◆ **The task**: Each line in the data holding "RolesArgs" should be listed.

▬▬▬▬▬▬▬▬▬▬

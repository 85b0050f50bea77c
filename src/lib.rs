pub mod aggregate;
pub mod analysis;
pub mod chart;
pub mod clean;
pub mod cli;
pub mod data;
pub mod error;
pub mod infer;
pub mod io_utils;
pub mod load;
pub mod output;
pub mod profile;
pub mod report;
pub mod table;

use std::{env, sync::OnceLock};

use anyhow::{Context, Result};
use clap::Parser;
use log::{info, LevelFilter};

use crate::cli::{Cli, Commands, PreviewArgs, RolesArgs};

static LOGGER: OnceLock<()> = OnceLock::new();

fn init_logging() {
    LOGGER.get_or_init(|| {
        let mut builder = env_logger::Builder::from_env(env_logger::Env::default());
        if env::var("RUST_LOG").is_err() {
            builder.filter_module("salescope", LevelFilter::Info);
        }
        let _ = builder.format_timestamp_millis().try_init();
    });
}

pub fn run() -> Result<()> {
    init_logging();
    let cli = Cli::parse();
    match cli.command {
        Commands::Analyze(args) => analysis::execute(&args),
        Commands::Roles(args) => handle_roles(&args),
        Commands::Preview(args) => handle_preview(&args),
    }
}

fn handle_roles(args: &RolesArgs) -> Result<()> {
    let table = load::load_dataset(&args.input, args.delimiter, args.input_encoding.as_deref())
        .with_context(|| format!("Loading dataset {:?}", args.input))?;
    let roles = infer::infer(&table)?;
    let named = roles.named(&table);
    if args.json {
        println!("{}", serde_json::to_string_pretty(&named)?);
    } else {
        let rows = vec![
            vec!["date".to_string(), named.date],
            vec!["product".to_string(), named.product],
            vec!["quantity".to_string(), named.quantity],
            vec!["price".to_string(), named.price],
        ];
        print!("{}", report::render_table(&["role", "column"], &rows));
    }
    Ok(())
}

fn handle_preview(args: &PreviewArgs) -> Result<()> {
    let table = load::load_dataset(&args.input, args.delimiter, args.input_encoding.as_deref())
        .with_context(|| format!("Loading dataset {:?}", args.input))?;
    let headers: Vec<String> = table
        .columns()
        .iter()
        .map(|column| format!("{} ({:?})", column.name, column.kind).to_lowercase())
        .collect();
    let header_refs: Vec<&str> = headers.iter().map(String::as_str).collect();
    let rows: Vec<Vec<String>> = (0..table.row_count().min(args.rows))
        .map(|row| table.render_row(row))
        .collect();
    print!("{}", report::render_table(&header_refs, &rows));
    info!(
        "Previewed {} of {} row(s) from {}",
        rows.len(),
        table.row_count(),
        args.input.display()
    );
    Ok(())
}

▬▬▬▬▬▬▬▬▬▬

◆ **Output of the task**:
use crate::cli::{Cli, Commands, PreviewArgs, RolesArgs};
fn handle_roles(args: &RolesArgs) -> Result<()> {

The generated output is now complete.